### DATA UNDER STUDY
• • •
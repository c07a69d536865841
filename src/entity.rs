use crate::document::{self, probe};
use crate::scope;
use serde::de::{DeserializeOwned, Error as _};
use serde::ser::Error as _;
use serde::{Deserialize, Deserializer, Serialize, Serializer};
use serde_json::Value;
use std::any::{type_name, Any};
use std::fmt::{Debug, Formatter};
use std::ops::{Deref, DerefMut};

/// A value whose concrete type can be written out and found again through its type tag.
///
/// Implemented for every sized type that serde can both write and read. Traits meant to be used
/// as polymorphic bases (`Poly<dyn Shape>`) take it as a supertrait:
///
/// ```
/// # use polycodec::Entity;
/// trait Shape: Entity {
///     fn area(&self) -> f64;
/// }
/// ```
pub trait Entity: Any + Debug + Send + Sync {
    /// The tag written next to this value, i.e. its serde container name.
    fn type_tag(&self) -> &'static str;

    fn to_document(&self, tags: bool) -> Result<Value, serde_json::Error>;

    fn as_any(&self) -> &dyn Any;
}

impl<T> Entity for T
where
    T: Serialize + DeserializeOwned + Any + Debug + Send + Sync,
{
    fn type_tag(&self) -> &'static str {
        probe::container_name::<T>().unwrap_or_else(type_name::<T>)
    }

    fn to_document(&self, tags: bool) -> Result<Value, serde_json::Error> {
        document::to_document(self, tags)
    }

    fn as_any(&self) -> &dyn Any {
        self
    }
}

impl dyn Entity {
    pub fn downcast_ref<T: Any>(&self) -> Option<&T> {
        Entity::as_any(self).downcast_ref()
    }

    pub fn is<T: Any>(&self) -> bool {
        Entity::as_any(self).is::<T>()
    }
}

/// A value declared through its abstract base `B` (a trait object such as `dyn Shape`).
///
/// It is always written with the tag of its concrete type, and read back into that concrete
/// type through the [`TypeRegistry`](crate::TypeRegistry) of the codec in use.
pub struct Poly<B: ?Sized>(Box<B>);

/// Any registered type.
pub type AnyEntity = Poly<dyn Entity>;

impl<B: ?Sized> Poly<B> {
    pub fn new(value: Box<B>) -> Self {
        Self(value)
    }

    pub fn into_inner(self) -> Box<B> {
        self.0
    }
}

// `Poly<B>` is an `Entity` itself; these shadow the blanket methods so that calls reach the
// wrapped value.
impl<B: ?Sized + Entity> Poly<B> {
    pub fn type_tag(&self) -> &'static str {
        Entity::type_tag(&*self.0)
    }

    pub fn as_any(&self) -> &dyn Any {
        Entity::as_any(&*self.0)
    }

    pub fn downcast_ref<T: Any>(&self) -> Option<&T> {
        self.as_any().downcast_ref()
    }

    pub fn is<T: Any>(&self) -> bool {
        self.as_any().is::<T>()
    }
}

impl<B: ?Sized> From<Box<B>> for Poly<B> {
    fn from(value: Box<B>) -> Self {
        Self(value)
    }
}

impl<B: ?Sized> Deref for Poly<B> {
    type Target = B;

    fn deref(&self) -> &B {
        &self.0
    }
}

impl<B: ?Sized> DerefMut for Poly<B> {
    fn deref_mut(&mut self) -> &mut B {
        &mut self.0
    }
}

impl<B> Debug for Poly<B>
where
    B: ?Sized + Debug,
{
    fn fmt(&self, f: &mut Formatter<'_>) -> std::fmt::Result {
        f.debug_tuple("Poly").field(&&*self.0).finish()
    }
}

impl<B> Serialize for Poly<B>
where
    B: ?Sized + Entity,
{
    fn serialize<S>(&self, serializer: S) -> Result<S::Ok, S::Error>
    where
        S: Serializer,
    {
        let value: &B = &self.0;
        let tags = scope::settings().tags_structs();
        let document = Entity::to_document(value, tags).map_err(S::Error::custom)?;
        serializer.serialize_newtype_struct(
            document::DOCUMENT_TOKEN,
            &document::attach_tag(document, Entity::type_tag(value)),
        )
    }
}

impl<'de, B> Deserialize<'de> for Poly<B>
where
    B: ?Sized + 'static,
{
    fn deserialize<D>(deserializer: D) -> Result<Self, D::Error>
    where
        D: Deserializer<'de>,
    {
        let document = Value::deserialize(deserializer)?;
        match scope::settings().registry().resolve::<B>(document) {
            Ok(value) => Ok(Poly(value)),
            Err(e) => Err(D::Error::custom(scope::fail(e))),
        }
    }
}

#[cfg(test)]
mod tests {
    use crate::entity::{AnyEntity, Entity, Poly};
    use crate::registry::TypeRegistry;
    use crate::scope::Scope;
    use crate::settings::Settings;
    use serde::{Deserialize, Serialize};
    use serde_json::json;
    use std::sync::Arc;

    #[derive(Debug, Serialize, Deserialize, PartialEq)]
    struct Dog {
        name: String,
    }

    #[derive(Debug, Serialize, Deserialize, PartialEq)]
    enum Color {
        Red,
        Green,
    }

    fn scope() -> Scope {
        let registry = TypeRegistry::builder()
            .register::<Dog>()
            .register::<Color>()
            .build()
            .unwrap();
        Scope::enter(Arc::new(Settings::builder().with_registry(registry).build()))
    }

    #[test]
    fn type_tag() {
        let dog = Dog {
            name: "Rex".to_string(),
        };
        assert_eq!(dog.type_tag(), "Dog");
        assert_eq!(5u8.type_tag(), "u8");
    }

    #[test]
    fn serialize_struct() {
        let _scope = scope();
        let value: AnyEntity = Poly::new(Box::new(Dog {
            name: "Rex".to_string(),
        }));

        assert_eq!(
            serde_json::to_value(&value).unwrap(),
            json!({"$type": "Dog", "name": "Rex"})
        );
    }

    #[test]
    fn serialize_enum() {
        let _scope = scope();
        let value: AnyEntity = Poly::new(Box::new(Color::Green));

        assert_eq!(
            serde_json::to_value(&value).unwrap(),
            json!({"$type": "Color", "$value": "Green"})
        );
    }

    #[test]
    fn deserialize() {
        let _scope = scope();

        let value: AnyEntity =
            serde_json::from_value(json!({"$type": "Dog", "name": "Rex"})).unwrap();
        assert_eq!(
            value.downcast_ref::<Dog>(),
            Some(&Dog {
                name: "Rex".to_string()
            })
        );

        let value: AnyEntity =
            serde_json::from_value(json!({"$type": "Color", "$value": "Red"})).unwrap();
        assert!(value.is::<Color>());
    }

    #[test]
    fn deserialize_unknown_tag() {
        let scope = scope();

        let error =
            serde_json::from_value::<AnyEntity>(json!({"$type": "Cat", "name": "Tom"}))
                .unwrap_err();

        assert!(scope.take_failure(&error.to_string()).is_some());
    }
}
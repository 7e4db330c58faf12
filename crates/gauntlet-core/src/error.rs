use thiserror::Error;

/// ローカル局面の構築・指し手検証で発生するエラー。
#[derive(Debug, Error)]
pub enum PositionError {
    #[error("invalid FEN '{0}'")]
    InvalidFen(String),
    #[error("unparseable move token '{0}'")]
    BadToken(String),
    #[error("illegal move '{0}'")]
    IllegalMove(String),
    #[error("move '{0}' played in a finished game")]
    GameOver(String),
}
• • •
### WHAT YOU HAVE TO DO
Would you transcribe all of the data, keeping each line exact?

### RESPONSE
repository c07a69d536865841
filename src/entity.rs
use crate::document::{self, probe};
use crate::scope;
use serde::de::{DeserializeOwned, Error as _};
use serde::ser::Error as _;
use serde::{Deserialize, Deserializer, Serialize, Serializer};
use serde_json::Value;
use std::any::{type_name, Any};
use std::fmt::{Debug, Formatter};
use std::ops::{Deref, DerefMut};

/// A value whose concrete type can be written out and found again through its type tag.
///
/// Implemented for every sized type that serde can both write and read. Traits meant to be used
/// as polymorphic bases (`Poly<dyn Shape>`) take it as a supertrait:
///
/// ```
/// # use polycodec::Entity;
/// trait Shape: Entity {
///     fn area(&self) -> f64;
/// }
/// ```
pub trait Entity: Any + Debug + Send + Sync {
    /// The tag written next to this value, i.e. its serde container name.
    fn type_tag(&self) -> &'static str;

    fn to_document(&self, tags: bool) -> Result<Value, serde_json::Error>;

    fn as_any(&self) -> &dyn Any;
}

impl<T> Entity for T
where
    T: Serialize + DeserializeOwned + Any + Debug + Send + Sync,
{
    fn type_tag(&self) -> &'static str {
        probe::container_name::<T>().unwrap_or_else(type_name::<T>)
    }

    fn to_document(&self, tags: bool) -> Result<Value, serde_json::Error> {
        document::to_document(self, tags)
    }

    fn as_any(&self) -> &dyn Any {
        self
    }
}

impl dyn Entity {
    pub fn downcast_ref<T: Any>(&self) -> Option<&T> {
        Entity::as_any(self).downcast_ref()
    }

    pub fn is<T: Any>(&self) -> bool {
        Entity::as_any(self).is::<T>()
    }
}

/// A value declared through its abstract base `B` (a trait object such as `dyn Shape`).
///
/// It is always written with the tag of its concrete type, and read back into that concrete
/// type through the [`TypeRegistry`](crate::TypeRegistry) of the codec in use.
pub struct Poly<B: ?Sized>(Box<B>);

/// Any registered type.
pub type AnyEntity = Poly<dyn Entity>;

impl<B: ?Sized> Poly<B> {
    pub fn new(value: Box<B>) -> Self {
        Self(value)
    }

    pub fn into_inner(self) -> Box<B> {
        self.0
    }
}

// `Poly<B>` is an `Entity` itself; these shadow the blanket methods so that calls reach the
// wrapped value.
impl<B: ?Sized + Entity> Poly<B> {
    pub fn type_tag(&self) -> &'static str {
        Entity::type_tag(&*self.0)
    }

    pub fn as_any(&self) -> &dyn Any {
        Entity::as_any(&*self.0)
    }

    pub fn downcast_ref<T: Any>(&self) -> Option<&T> {
        self.as_any().downcast_ref()
    }

    pub fn is<T: Any>(&self) -> bool {
        self.as_any().is::<T>()
    }
}

impl<B: ?Sized> From<Box<B>> for Poly<B> {
    fn from(value: Box<B>) -> Self {
        Self(value)
    }
}

impl<B: ?Sized> Deref for Poly<B> {
    type Target = B;

    fn deref(&self) -> &B {
        &self.0
    }
}

impl<B: ?Sized> DerefMut for Poly<B> {
    fn deref_mut(&mut self) -> &mut B {
        &mut self.0
    }
}

impl<B> Debug for Poly<B>
where
    B: ?Sized + Debug,
{
    fn fmt(&self, f: &mut Formatter<'_>) -> std::fmt::Result {
        f.debug_tuple("Poly").field(&&*self.0).finish()
    }
}

impl<B> Serialize for Poly<B>
where
    B: ?Sized + Entity,
{
    fn serialize<S>(&self, serializer: S) -> Result<S::Ok, S::Error>
    where
        S: Serializer,
    {
        let value: &B = &self.0;
        let tags = scope::settings().tags_structs();
        let document = Entity::to_document(value, tags).map_err(S::Error::custom)?;
        serializer.serialize_newtype_struct(
            document::DOCUMENT_TOKEN,
            &document::attach_tag(document, Entity::type_tag(value)),
        )
    }
}

impl<'de, B> Deserialize<'de> for Poly<B>
where
    B: ?Sized + 'static,
{
    fn deserialize<D>(deserializer: D) -> Result<Self, D::Error>
    where
        D: Deserializer<'de>,
    {
        let document = Value::deserialize(deserializer)?;
        match scope::settings().registry().resolve::<B>(document) {
            Ok(value) => Ok(Poly(value)),
            Err(e) => Err(D::Error::custom(scope::fail(e))),
        }
    }
}

#[cfg(test)]
mod tests {
    use crate::entity::{AnyEntity, Entity, Poly};
    use crate::registry::TypeRegistry;
    use crate::scope::Scope;
    use crate::settings::Settings;
    use serde::{Deserialize, Serialize};
    use serde_json::json;
    use std::sync::Arc;

    #[derive(Debug, Serialize, Deserialize, PartialEq)]
    struct Dog {
        name: String,
    }

    #[derive(Debug, Serialize, Deserialize, PartialEq)]
    enum Color {
        Red,
        Green,
    }

    fn scope() -> Scope {
        let registry = TypeRegistry::builder()
            .register::<Dog>()
            .register::<Color>()
            .build()
            .unwrap();
        Scope::enter(Arc::new(Settings::builder().with_registry(registry).build()))
    }

    #[test]
    fn type_tag() {
        let dog = Dog {
            name: "Rex".to_string(),
        };
        assert_eq!(dog.type_tag(), "Dog");
        assert_eq!(5u8.type_tag(), "u8");
    }

    #[test]
    fn serialize_struct() {
        let _scope = scope();
        let value: AnyEntity = Poly::new(Box::new(Dog {
            name: "Rex".to_string(),
        }));

        assert_eq!(
            serde_json::to_value(&value).unwrap(),
            json!({"$type": "Dog", "name": "Rex"})
        );
    }

    #[test]
    fn serialize_enum() {
        let _scope = scope();
        let value: AnyEntity = Poly::new(Box::new(Color::Green));

        assert_eq!(
            serde_json::to_value(&value).unwrap(),
            json!({"$type": "Color", "$value": "Green"})
        );
    }

    #[test]
    fn deserialize() {
        let _scope = scope();

        let value: AnyEntity =
            serde_json::from_value(json!({"$type": "Dog", "name": "Rex"})).unwrap();
        assert_eq!(
            value.downcast_ref::<Dog>(),
            Some(&Dog {
                name: "Rex".to_string()
            })
        );

        let value: AnyEntity =
            serde_json::from_value(json!({"$type": "Color", "$value": "Red"})).unwrap();
        assert!(value.is::<Color>());
    }

    #[test]
    fn deserialize_unknown_tag() {
        let scope = scope();

        let error =
            serde_json::from_value::<AnyEntity>(json!({"$type": "Cat", "name": "Tom"}))
                .unwrap_err();

        assert!(scope.take_failure(&error.to_string()).is_some());
    }
}
repository 7e4db330c58faf12
filename crates/gauntlet-core/src/error.rs
use thiserror::Error;

/// ローカル局面の構築・指し手検証で発生するエラー。
#[derive(Debug, Error)]
pub enum PositionError {
    #[error("invalid FEN '{0}'")]
    InvalidFen(String),
    #[error("unparseable move token '{0}'")]
    BadToken(String),
    #[error("illegal move '{0}'")]
    IllegalMove(String),
    #[error("move '{0}' played in a finished game")]
    GameOver(String),
}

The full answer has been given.